[
https://issues.apache.org/jira/browse/PDFBOX-371?page=com.atlassian.jira.plugin.system.issuetabpanels:comment-tabpanel&focusedCommentId=13017397#comment-13017397
]
Ramesh commented on PDFBOX-371:
-------------------------------
Hi Navendu,
I saw your solution for "soft hyphen in pdf". I have this issue at our place I
want implement your solution. But i am not a programming side. Would you please
let me know how to implement your solution? I do have Acrobat 6, 7, 8, 9
versions in both PC and Macintosh platforms.
Thanks in advance
Ramesh
> Soft Hyphen character not mapped to hyphen in WinAnsiEncoding (and suggested
> fix)
> ---------------------------------------------------------------------------------
>
> Key: PDFBOX-371
> URL: https://issues.apache.org/jira/browse/PDFBOX-371
> Project: PDFBox
> Issue Type: Bug
> Components: Text extraction
> Affects Versions: 0.7.3
> Environment: Java 1.5, OSX 10.5
> Reporter: Robert Baruch
> Priority: Minor
>
> When running text extraction on a PDF file that contains the soft hyphen
> character in the WinAnsiEncoding (that is, 0255), the text extractor
> incorrectly maps this as a space, when it should be a hyphen.
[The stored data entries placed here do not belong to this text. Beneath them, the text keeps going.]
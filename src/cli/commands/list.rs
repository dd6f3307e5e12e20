use crate::cli::parser::Commands;
use crate::config::Config;
use crate::core::list::ListLogic;
use crate::core::open_ledger;
use crate::errors::{AppError, AppResult};
use crate::export::range::parse_period;
use crate::utils::date;

pub fn handle(cmd: &Commands, cfg: &Config) -> AppResult<()> {
    if let Commands::List {
        date: date_arg,
        period,
        now,
    } = cmd
    {
        let bounds = if *now {
            let d = date::today();
            Some((d, d))
        } else if let Some(raw) = date_arg {
            let d = date::parse_date(raw).ok_or_else(|| AppError::InvalidDate(raw.clone()))?;
            Some((d, d))
        } else {
            parse_period(period.as_deref())?
        };

        let title = match bounds {
            Some((from, to)) if from == to => from.to_string(),
            Some((from, to)) => format!("{} to {}", from, to),
            None => "all dates".to_string(),
        };

        let ledger = open_ledger(cfg)?;
        let records = ledger.with_store(|store| Ok(store.query_range(bounds)))?;
        ListLogic::print(&title, &records);
    }
    Ok(())
}
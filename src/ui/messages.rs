use std::fmt;

/// ANSI colors
const RESET: &str = "\x1b[0m";
const BOLD: &str = "\x1b[1m";

const FG_BLUE: &str = "\x1b[34m";
const FG_GREEN: &str = "\x1b[32m";
const FG_YELLOW: &str = "\x1b[33m";
const FG_RED: &str = "\x1b[31m";
const FG_GREY: &str = "\x1b[90m";

/// Icons
const ICON_INFO: &str = "ℹ️";
const ICON_OK: &str = "✅";
const ICON_WARN: &str = "⚠️";
const ICON_ERR: &str = "❌";

pub fn info<T: fmt::Display>(msg: T) {
    println!("{}{}{} {}{}", FG_BLUE, BOLD, ICON_INFO, RESET, msg);
}

pub fn success<T: fmt::Display>(msg: T) {
    println!("{}{}{} {}{}", FG_GREEN, BOLD, ICON_OK, RESET, msg);
}

pub fn warning<T: fmt::Display>(msg: T) {
    println!("{}{}{} {}{}", FG_YELLOW, BOLD, ICON_WARN, RESET, msg);
}

pub fn error<T: fmt::Display>(msg: T) {
    eprintln!("{}{}{} {}{}", FG_RED, BOLD, ICON_ERR, RESET, msg);
}

/// Indented list item under a previous message
pub fn bullet<T: fmt::Display>(msg: T) {
    println!("   {}•{} {}", FG_GREY, RESET, msg);
}

/// Formatted section header
pub fn header<T: fmt::Display>(msg: T) {
    println!(
        "{}{}====================== {}\n{}",
        FG_BLUE, BOLD, msg, RESET
    );
}
use chrono::NaiveDate;

/// Result of a single `mark` call. Both variants are normal outcomes.
#[derive(Debug, Clone, PartialEq, Eq)]
pub enum MarkOutcome {
    Marked {
        student_id: String,
        name: String,
        date: NaiveDate,
        time: String,
    },
    AlreadyMarked {
        student_id: String,
        date: NaiveDate,
    },
}

impl MarkOutcome {
    pub fn is_marked(&self) -> bool {
        matches!(self, MarkOutcome::Marked { .. })
    }
}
As the PDF
> Reference 1.7 says in note 5 of table D.1:
> 'The hyphen character is also encoded as 255 in WinAnsiEncoding. The meaning
> of this duplicate code is "soft hyphen," but it is typographically the same
> as hyphen.'
> The reason that a soft hyphen is typographically the same as hyphen is that a
> soft hyphen indicates that a hyphen MAY be placed here if necessary (i.e.
> breaking a word across lines). Since the soft hyphen should only be put, by
> the PDF producer, at the end of a line to break a word, it stands to reason
> that the option to place a hyphen must be taken.
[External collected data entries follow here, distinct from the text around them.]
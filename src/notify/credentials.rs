//! Where the sender's SMTP secret comes from.

use crate::errors::{AppError, AppResult};
use std::fmt;

/// Environment variable read by the default provider.
pub const PASSWORD_ENV: &str = "RATTENDANCE_SMTP_PASSWORD";

/// A secret value that never shows up in `Debug` output.
#[derive(Clone)]
pub struct Secret(String);

impl Secret {
    pub fn new(value: impl Into<String>) -> Self {
        Self(value.into())
    }

    pub fn expose(&self) -> &str {
        &self.0
    }
}

impl fmt::Debug for Secret {
    fn fmt(&self, f: &mut fmt::Formatter<'_>) -> fmt::Result {
        f.write_str("Secret(***)")
    }
}

/// Resolves the secret for a sender account at send time.
pub trait CredentialProvider {
    fn credential(&self, account: &str) -> AppResult<Secret>;
}

/// Reads the secret from an environment variable.
#[derive(Debug, Clone)]
pub struct EnvCredentials {
    var: String,
}

impl EnvCredentials {
    pub fn from_var(var: impl Into<String>) -> Self {
        Self { var: var.into() }
    }
}

impl Default for EnvCredentials {
    fn default() -> Self {
        Self::from_var(PASSWORD_ENV)
    }
}

impl CredentialProvider for EnvCredentials {
    fn credential(&self, account: &str) -> AppResult<Secret> {
        match std::env::var(&self.var) {
            Ok(v) if !v.is_empty() => Ok(Secret::new(v)),
            _ => Err(AppError::Credential(format!(
                "no secret for '{account}': set {}",
                self.var
            ))),
        }
    }
}

/// A secret supplied directly by the caller.
#[derive(Debug, Clone)]
pub struct StaticCredentials(Secret);

impl StaticCredentials {
    pub fn new(value: impl Into<String>) -> Self {
        Self(Secret::new(value))
    }
}

impl CredentialProvider for StaticCredentials {
    fn credential(&self, _account: &str) -> AppResult<Secret> {
        Ok(self.0.clone())
    }
}

#[cfg(test)]
mod tests {
    use super::*;

    #[test]
    fn debug_hides_secret() {
        let s = Secret::new("hunter2");
        assert_eq!(format!("{s:?}"), "Secret(***)");
        assert_eq!(s.expose(), "hunter2");
    }
}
> I think I've traced the reason for the substitution to Encoding.getName,
> where because there is no mapping in the codeToName mapping for this code in
> WinAnsiEncoding, by default it returns "space".
> The fix is not as simple as adding an addCharacterEncoding( 0255,
> COSName.getPDFName("hyphen")) to WinAnsiEncoding, because that will set both
> the codeToName mapping AND the nameToCode mapping, which will overwrite the
> 055 nameToCode mapping.
> Adding this line:
> codeToName.add( new Integer(0255), COSName.getPDFName("hyphen"));
> to the end of the WinAnsiEncoding constructor seems to fix the issue.
--
This message is automatically generated by JIRA.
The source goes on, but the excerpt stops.